В поисках эстетики, отвечающей потребностям нового общества, Вишневский нередко провозглашал революционный аскетизм и практицизм. «Взять так называемые вечные нормы эстетики, — писал он в статье „Передовая цепь“ (журнал „Советский театр“, 1931, № 1). — Кто не воспевал море? Солнце? А я говорю — заткнись, не воспевай, потому что это солнце мешает мне стрелять в белогвардейцев, оно слепит глаза… Старые эстетические нормы рушатся. Происходит смешение целого ряда понятий. В основу мы кладем классовую целесообразность, утилитарность».
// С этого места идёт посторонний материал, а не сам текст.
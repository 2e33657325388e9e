//! Categorical encoding
//!
//! Categories are the distinct present values of a column in sorted order, so
//! codes are stable for a given column content.

use super::{column_series, parse_params, replace_columns, require_columns, TransformerKind};
use crate::error::{PlanError, Result};
use crate::plan::Parameters;
use polars::prelude::*;
use serde::Deserialize;
use serde_json::Value;
use std::cmp::Ordering;
use tracing::warn;

/// Sorted categories of a column plus each row's code
pub(crate) struct CategoryCodes {
    pub(crate) labels: Vec<String>,
    pub(crate) codes: Vec<Option<usize>>,
}

fn codes_from<T: Clone>(
    values: Vec<Option<T>>,
    cmp: impl Fn(&T, &T) -> Ordering,
    label: impl Fn(&T) -> String,
) -> CategoryCodes {
    let mut distinct: Vec<T> = values.iter().flatten().cloned().collect();
    distinct.sort_by(&cmp);
    distinct.dedup_by(|a, b| cmp(a, b) == Ordering::Equal);

    let codes = values
        .iter()
        .map(|v| {
            v.as_ref()
                .map(|v| distinct.binary_search_by(|d| cmp(d, v)).unwrap_or_else(|i| i))
        })
        .collect();

    CategoryCodes {
        labels: distinct.iter().map(label).collect(),
        codes,
    }
}

pub(crate) fn category_codes(series: &Series) -> Result<CategoryCodes> {
    let dtype = series.dtype();
    if dtype.is_integer() {
        let cast = series.cast(&DataType::Int64)?;
        let values = cast.i64()?.into_iter().collect();
        Ok(codes_from(values, |a: &i64, b| a.cmp(b), |v| v.to_string()))
    } else if dtype.is_float() {
        let cast = series.cast(&DataType::Float64)?;
        let values = cast.f64()?.into_iter().collect();
        Ok(codes_from(values, |a: &f64, b| a.total_cmp(b), |v| v.to_string()))
    } else {
        let cast = series.cast(&DataType::String)?;
        let values = cast.str()?.into_iter().collect();
        Ok(codes_from(values, |a: &&str, b| a.cmp(b), |v| v.to_string()))
    }
}

#[derive(Debug, Default, Deserialize)]
#[serde(default, deny_unknown_fields)]
#[allow(dead_code)]
struct OrdinalOptions {
    /// Written into missing cells instead of leaving them missing
    encoded_missing_value: Option<f64>,
    // Accepted for compatibility. Categories are always derived from the data
    // and a single call never sees unknown values.
    categories: Option<Value>,
    handle_unknown: Option<String>,
    unknown_value: Option<Value>,
    dtype: Option<String>,
}

#[derive(Debug, Default, Deserialize)]
#[serde(deny_unknown_fields)]
struct LabelOptions {}

#[derive(Debug, Default, Deserialize)]
#[serde(default, deny_unknown_fields)]
#[allow(dead_code)]
struct OneHotOptions {
    sparse_output: bool,
    /// Older spelling of `sparse_output`
    sparse: Option<bool>,
    drop: Option<String>,
    categories: Option<Value>,
    handle_unknown: Option<String>,
    dtype: Option<String>,
}

#[derive(Debug, Clone, Copy, PartialEq)]
enum DropPolicy {
    Keep,
    First,
    IfBinary,
}

/// `OrdinalEncoder`: Float64 codes per column
pub fn ordinal_encoder(df: &DataFrame, columns: &[String], params: &Parameters) -> Result<DataFrame> {
    let opts: OrdinalOptions = parse_params(TransformerKind::OrdinalEncoder, params)?;
    require_columns(df, columns)?;

    let encoded = columns
        .iter()
        .map(|name| {
            let series = column_series(df, name)?;
            let cats = category_codes(series)?;
            let ca: Float64Chunked = cats
                .codes
                .into_iter()
                .map(|code| code.map(|c| c as f64).or(opts.encoded_missing_value))
                .collect();
            Ok(ca.with_name(series.name().clone()).into_series())
        })
        .collect::<Result<Vec<_>>>()?;

    replace_columns(df, encoded)
}

/// `LabelEncoder`: Int64 codes per column
pub fn label_encoder(df: &DataFrame, columns: &[String], params: &Parameters) -> Result<DataFrame> {
    let _: LabelOptions = parse_params(TransformerKind::LabelEncoder, params)?;
    require_columns(df, columns)?;

    let encoded = columns
        .iter()
        .map(|name| {
            let series = column_series(df, name)?;
            let cats = category_codes(series)?;
            let ca: Int64Chunked = cats.codes.into_iter().map(|code| code.map(|c| c as i64)).collect();
            Ok(ca.with_name(series.name().clone()).into_series())
        })
        .collect::<Result<Vec<_>>>()?;

    replace_columns(df, encoded)
}

/// `OneHotEncoder`: replace each column in place with dense indicator columns
/// named `<column>_<value>`
pub fn one_hot_encoder(df: &DataFrame, columns: &[String], params: &Parameters) -> Result<DataFrame> {
    let opts: OneHotOptions = parse_params(TransformerKind::OneHotEncoder, params)?;
    let drop = match opts.drop.as_deref() {
        None => DropPolicy::Keep,
        Some("first") => DropPolicy::First,
        Some("if_binary") => DropPolicy::IfBinary,
        Some(other) => {
            return Err(PlanError::invalid(
                "drop",
                other,
                "expected \"first\", \"if_binary\" or null",
            ))
        }
    };
    if opts.sparse_output || opts.sparse == Some(true) {
        warn!(columns = ?columns, "OneHotEncoder sparse output requested; producing dense columns");
    }
    require_columns(df, columns)?;

    let mut result = df.clone();
    for name in columns {
        let series = column_series(&result, name)?.clone();
        let cats = category_codes(&series)?;
        let skip_first = match drop {
            DropPolicy::Keep => false,
            DropPolicy::First => true,
            DropPolicy::IfBinary => cats.labels.len() == 2,
        };

        let position = result
            .get_column_index(name)
            .ok_or_else(|| PlanError::UnknownColumn(name.clone()))?;
        result.drop_in_place(name)?;

        let indicators = cats.labels.iter().enumerate().skip(usize::from(skip_first));
        for (offset, (j, label)) in indicators.enumerate() {
            let ca: Float64Chunked = cats
                .codes
                .iter()
                .map(|code| code.map(|c| if c == j { 1.0 } else { 0.0 }))
                .collect();
            let column_name = format!("{}_{}", name, label);
            result.insert_column(position + offset, ca.with_name(column_name.into()).into_series())?;
        }
    }

    Ok(result)
}

#[cfg(test)]
mod tests {
    use super::*;
    use serde_json::json;

    fn params(value: Value) -> Parameters {
        match value {
            Value::Object(map) => map,
            _ => Parameters::new(),
        }
    }

    fn cols(names: &[&str]) -> Vec<String> {
        names.iter().map(|s| s.to_string()).collect()
    }

    fn sample_df() -> DataFrame {
        df!(
            "id" => &[1i64, 2, 3, 4],
            "city" => &[Some("Rome"), Some("Oslo"), None, Some("Rome")],
            "score" => &[0.5, 0.7, 0.1, 0.9],
        )
        .unwrap()
    }

    #[test]
    fn test_ordinal_sorted_codes() {
        let out = ordinal_encoder(&sample_df(), &cols(&["city"]), &Parameters::new()).unwrap();
        let codes: Vec<Option<f64>> = out.column("city").unwrap().f64().unwrap().into_iter().collect();
        assert_eq!(codes, vec![Some(1.0), Some(0.0), None, Some(1.0)]);
    }

    #[test]
    fn test_ordinal_encoded_missing_value() {
        let out = ordinal_encoder(
            &sample_df(),
            &cols(&["city"]),
            &params(json!({"encoded_missing_value": -1})),
        )
        .unwrap();
        assert_eq!(out.column("city").unwrap().f64().unwrap().get(2), Some(-1.0));
    }

    #[test]
    fn test_label_encoder_integer_codes() {
        let out = label_encoder(&sample_df(), &cols(&["city"]), &Parameters::new()).unwrap();
        let city = out.column("city").unwrap();
        assert_eq!(city.dtype(), &DataType::Int64);
        assert_eq!(city.i64().unwrap().get(0), Some(1));
        assert!(label_encoder(&sample_df(), &cols(&["city"]), &params(json!({"x": 1}))).is_err());
    }

    #[test]
    fn test_one_hot_in_place() {
        let out = one_hot_encoder(&sample_df(), &cols(&["city"]), &Parameters::new()).unwrap();
        let names: Vec<String> = out.get_column_names().iter().map(|n| n.to_string()).collect();
        assert_eq!(names, vec!["id", "city_Oslo", "city_Rome", "score"]);
        let rome: Vec<Option<f64>> = out.column("city_Rome").unwrap().f64().unwrap().into_iter().collect();
        assert_eq!(rome, vec![Some(1.0), Some(0.0), None, Some(1.0)]);
    }

    #[test]
    fn test_one_hot_sparse_request_is_dense() {
        let out = one_hot_encoder(&sample_df(), &cols(&["city"]), &params(json!({"sparse_output": true}))).unwrap();
        assert_eq!(out.column("city_Oslo").unwrap().dtype(), &DataType::Float64);
    }

    #[test]
    fn test_one_hot_drop_first() {
        let out = one_hot_encoder(&sample_df(), &cols(&["city"]), &params(json!({"drop": "first"}))).unwrap();
        assert!(out.column("city_Oslo").is_err());
        assert!(out.column("city_Rome").is_ok());

        let err = one_hot_encoder(&sample_df(), &cols(&["city"]), &params(json!({"drop": "last"}))).unwrap_err();
        assert!(matches!(err, PlanError::InvalidParameter { .. }));
    }

    #[test]
    fn test_one_hot_integer_labels() {
        let df = df!("zone" => &[2i64, 1, 2]).unwrap();
        let out = one_hot_encoder(&df, &cols(&["zone"]), &Parameters::new()).unwrap();
        assert!(out.column("zone_1").is_ok());
        assert!(out.column("zone_2").is_ok());
    }
}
Само собой разумеется, такое заявление чересчур смело и не очень корректно, как и постоянно, везде и всюду отстаиваемая им мысль о том, что искусство нового типа непременно должно быть искусством монументальным, патетическим. Позже Вишневский понял: нужен и реализм, и революционный романтизм. Во второй половине тридцатых годов, став гораздо выдержаннее, он спокойно реагировал и на критические выпады. Так, в 1937 году в «Литературной газете» Шолохов, не назвав фамилии (Вишневский решил, что речь идет о нем), осуждал; «С первых дней революции он встал на ходули… Пишет ходульно, говорит ходульно…»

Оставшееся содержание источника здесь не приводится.